Her style is that of folk from the British Isles and is compared and influenced by Sandy Denny and Kick Drake. She often tours Europe and has a dedicated following overseas. Allysen is a multiple Motif Award winner and has taken home trophies of different sorts many times over the years. She is a board member of the Rhode Island Folk Festival, where she curates the Songbird Stage. allysencallerymusic.com – JF
Street Band/Brass Band/Marching Band (Mobile)
Providence Drum Troupe marched off with this honor this year. They took the trophy by only a few votes, but that’s still quite a trajectory for a group that was birthed during COVID, and largely by accident. Their organic growth from a collection of stir-crazy quarantiners who found a musical outlet together, but six feet apart, by drumming on the new PVD Pedestrian bridge, to one of the most spatially activating acts in the city, has been nothing short of epic.
Known for their boisterous presence and ability to turn anything into a funky, memorable party, they have become regulars at many major events around RI and beyond. Under the leadership of photographer/drummer David Lee Black, their exact members will vary from gig to gig, depending on who is available and up for having a good time, but their vibe will always include surprises, audience interaction, funky hats and costumes, angel wings. And, of course, drumming. – MR
Large Instrumental Ensemble (Stationary)
The Ocean State Pops Orchestra is a nonprofit 60-piece touring group of talented musicians performing over six annual concerts throughout Southern New England. It was established to enhance the cultural vitality of the region through performances of great music and through educational programming.
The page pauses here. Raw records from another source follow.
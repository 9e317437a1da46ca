//! sutra-policies: políticas de transición para el Flow Walker
//!
//! El walker delega en un `TransitionSelector` la elección de la arista a
//! seguir. Aquí viven las políticas basadas en el `status` de la regla y la
//! explicación auditable de cada decisión.

use serde::{Deserialize, Serialize};
use sutra_core::engine::TransitionSelector;
use sutra_core::hashing::hash_value;
use sutra_domain::FlowRule;
use thiserror::Error;

#[derive(Debug, Error, Clone, PartialEq, Eq)]
pub enum PolicyError {
    #[error("el marcador de estado no puede estar vacío")]
    EmptyMarker,
    #[error("la lista de estados preferidos está vacía")]
    NoPreferences,
}

/// Parámetros de las políticas soportadas.
#[derive(Clone, Debug, Serialize, Deserialize, PartialEq, Eq)]
#[serde(tag = "policy", content = "params")]
pub enum PolicyParams {
    StatusMarker { marker: String },
    PreferredStatus { preferences: Vec<String> },
    FirstMatch,
}

/// Selector con parámetros serializables, para poder explicar la decisión.
pub trait TransitionPolicy: TransitionSelector {
    fn params(&self) -> PolicyParams;
}

/// Sólo sigue aristas cuyo status es exactamente `marker` (p.ej. `"Done"`).
#[derive(Debug, Clone, PartialEq, Eq)]
pub struct StatusMarkerPolicy {
    marker: String,
}

impl StatusMarkerPolicy {
    pub fn new(marker: impl Into<String>) -> Result<Self, PolicyError> {
        let marker = marker.into();
        if marker.trim().is_empty() {
            return Err(PolicyError::EmptyMarker);
        }
        Ok(Self { marker })
    }

    pub fn marker(&self) -> &str {
        &self.marker
    }
}

impl TransitionSelector for StatusMarkerPolicy {
    fn id(&self) -> &'static str {
        "status_marker"
    }

    fn select<'r>(&self, current_task: &str, candidates: &[&'r FlowRule]) -> Option<&'r FlowRule> {
        let chosen = candidates.iter().copied().find(|r| r.status() == self.marker);
        if chosen.is_none() && !candidates.is_empty() {
            log::debug!("'{current_task}': {} aristas, ninguna con status '{}'", candidates.len(), self.marker);
        }
        chosen
    }
}

impl TransitionPolicy for StatusMarkerPolicy {
    fn params(&self) -> PolicyParams {
        PolicyParams::StatusMarker { marker: self.marker.clone() }
    }
}

/// Recorre `preferences` en orden y toma la primera arista con ese status.
/// Si ninguna coincide, cae en la primera candidata.
#[derive(Debug, Clone, PartialEq, Eq)]
pub struct PreferredStatusPolicy {
    preferences: Vec<String>,
}

impl PreferredStatusPolicy {
    pub fn new<I, S>(preferences: I) -> Result<Self, PolicyError>
        where I: IntoIterator<Item = S>,
              S: Into<String>
    {
        let preferences: Vec<String> = preferences.into_iter().map(Into::into).collect();
        if preferences.is_empty() {
            return Err(PolicyError::NoPreferences);
        }
        Ok(Self { preferences })
    }
}

impl TransitionSelector for PreferredStatusPolicy {
    fn id(&self) -> &'static str {
        "preferred_status"
    }

    fn select<'r>(&self, _current_task: &str, candidates: &[&'r FlowRule]) -> Option<&'r FlowRule> {
        self.preferences
            .iter()
            .find_map(|p| candidates.iter().copied().find(|r| r.status() == p))
            .or_else(|| candidates.first().copied())
    }
}

impl TransitionPolicy for PreferredStatusPolicy {
    fn params(&self) -> PolicyParams {
        PolicyParams::PreferredStatus { preferences: self.preferences.clone() }
    }
}

impl TransitionPolicy for sutra_core::engine::FirstMatch {
    fn params(&self) -> PolicyParams {
        PolicyParams::FirstMatch
    }
}

/// Explicación tipada de una elección.
#[derive(Clone, Debug, Serialize, Deserialize, PartialEq)]
pub struct Rationale {
    pub policy_id: String,
    pub params: PolicyParams,
    pub current_task: String,
    pub considered_n: usize,
    pub chosen_status: Option<String>,
    pub chosen_next_task: Option<String>,
}

#[derive(Clone, Debug, Serialize, Deserialize, PartialEq)]
pub struct TransitionDecision {
    pub policy_id: String,
    /// Hash canónico de `params`.
    pub params_hash: String,
    pub rationale: Rationale,
}

impl TransitionDecision {
    pub fn chose_any(&self) -> bool {
        self.rationale.chosen_next_task.is_some()
    }
}

/// Aplica `policy` y devuelve la decisión junto con su rationale.
pub fn explain<P: TransitionPolicy + ?Sized>(policy: &P, current_task: &str, candidates: &[&FlowRule]) -> TransitionDecision {
    let chosen = policy.select(current_task, candidates);
    let params = policy.params();
    let rationale = Rationale { policy_id: policy.id().to_string(),
                                params: params.clone(),
                                current_task: current_task.to_string(),
                                considered_n: candidates.len(),
                                chosen_status: chosen.map(|r| r.status().to_string()),
                                chosen_next_task: chosen.map(|r| r.next_task().to_string()) };
    TransitionDecision { policy_id: policy.id().to_string(),
                         params_hash: params_hash(&params),
                         rationale }
}

pub fn params_hash(params: &PolicyParams) -> String {
    match serde_json::to_value(params) {
        Ok(v) => hash_value(&v),
        Err(e) => {
            log::warn!("no se pudieron serializar los parámetros de la política: {e}");
            String::new()
        }
    }
}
Founded in 1993, the Orchestra’s repertoire includes a broad variety of light classical pieces, movie and show compositions, patriotic music and big band pieces.
Music director Dr. Brian Cardany is in his second season as the OSPO’s director, in addition to being the director of the American Band of PVD and the director of bands at URI. – BV
Favorite Americana Festival
The Rhode Island Folk Festival is a free annual festival that celebrates local folk, acoustic, and Americana acts. The event takes place at the waterfront Rose Larisa Park in Riverside. It began in 2014 as the Providence Folk Festival, and its following and growth necessitated both the move across the Seekonk and the change in moniker. This year’s festival includes three stages of acoustic-themed music for bands, soloists, and for an unjuried open-mic, and the event is supplemented by local food and art vendors to entice all the senses.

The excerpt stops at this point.